In their latest collaboration, Roche will use Dyno’s Low-Shot Efficient Accelerated Performance (LEAPSM) technology, through which Dyno applies artificial intelligence (AI) and high-throughput in vivo data collection to engineering AAV capsids for improved tissue targeting, immune-evasion, and manufacturability.
Dyno says LEAP, plus its capability to make billions of in vivo sequence-function measurements each month, enables it to rapidly optimize its capsids for therapeutic success.
At a scientific symposium held in May at the 27th American Society of Gene & Cell Therapy (ASGCT) Annual Meeting in Baltimore, Dyno founder and CEO Eric Kelsic, PhD, shared how capsids designed with LEAP dramatically outperformed capsids designed by humans without AI-assistance, improving in vivo delivery efficiency and potentially enabling lower manufacturing costs.
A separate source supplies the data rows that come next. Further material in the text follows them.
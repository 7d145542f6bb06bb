//! Validation limits
//!
//! Centralized location for the field limits enforced by the use-case layer.
//! Lengths count characters, not bytes.

// Patient
pub const PATIENT_NAME_MAX_LEN: usize = 100;
pub const PATIENT_NATIONAL_ID_LEN: usize = 12;
pub const PATIENT_PHONE_MAX_LEN: usize = 20;
pub const PATIENT_EMAIL_MAX_LEN: usize = 100;
pub const PATIENT_ADDRESS_MAX_LEN: usize = 200;
pub const PATIENT_NOTES_MAX_LEN: usize = 500;

// Service catalog
pub const SERVICE_NAME_MAX_LEN: usize = 100;
pub const SERVICE_CATEGORY_MAX_LEN: usize = 50;
pub const SERVICE_TEXT_MAX_LEN: usize = 500;
/// Eight hours.
pub const SERVICE_MAX_DURATION_MINUTES: i32 = 480;

// Doctors
pub const DOCTOR_NAME_MAX_LEN: usize = 255;
pub const DOCTOR_LOGIN_MAX_LEN: usize = 100;
pub const DOCTOR_PASSWORD_MIN_LEN: usize = 4;

// Appointments
pub const APPOINTMENT_TIME_FORMAT: &str = "%H:%M";
pub const DAY_KEY_FORMAT: &str = "%Y-%m-%d";
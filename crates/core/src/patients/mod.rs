//! Patient management

pub mod ports;
pub mod service;
pub mod validation;

pub use ports::PatientStore;
pub use service::PatientService;
pub use validation::validate_patient;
The companies said Dyno will oversee the design and discovery of novel AAV capsids with improved functional properties, while Roche has agreed to conduct capsid validation studies and further preclinical, clinical, and commercialization activities for unspecified “multiple” neurological gene therapy product candidates leveraging novel Dyno capsids.
Targeting ‘difficult-to-treat’ neuro diseases
“Our combined knowledge and resources will allow us to explore new treatments for historically difficult-to-treat neurological diseases,” Zaïtra added.
Roche has agreed to pay Dyno $50 million upfront, unspecified additional payments during the research phase of the collaboration, as well as up to $1 billion-plus in potential preclinical, clinical, and sales milestone payments, plus royalties on net sales of commercial products.
“This new collaboration with Roche, focused on developing next-generation gene therapies for underserved patients with life-altering neurological diseases, is a testament to the outstanding progress made by Dyno’s platform and to the commitment we make to partners in all of our projects,” stated Kelsic.
Kelsic joined George Church, PhD, of Harvard Medical School and four other co-founders to establish Dyno in 2018.
In addition to Roche, Dyno has a potentially more than $1.6 billion collaboration based on its platform with Astellas Pharma. The companies agreed in 2021 to partner on helping Astellas develop next-generation AAV vectors for gene therapies targeting skeletal and cardiac muscle using Dyno’s CapsidMap™ platform.
And in May 2020, Dyno secured two collaborations based on its platform: one with Novartis focused on eye diseases, and another with Sarepta Therapeutics to develop gene therapies for muscle diseases for a combined up-to-$2 billion.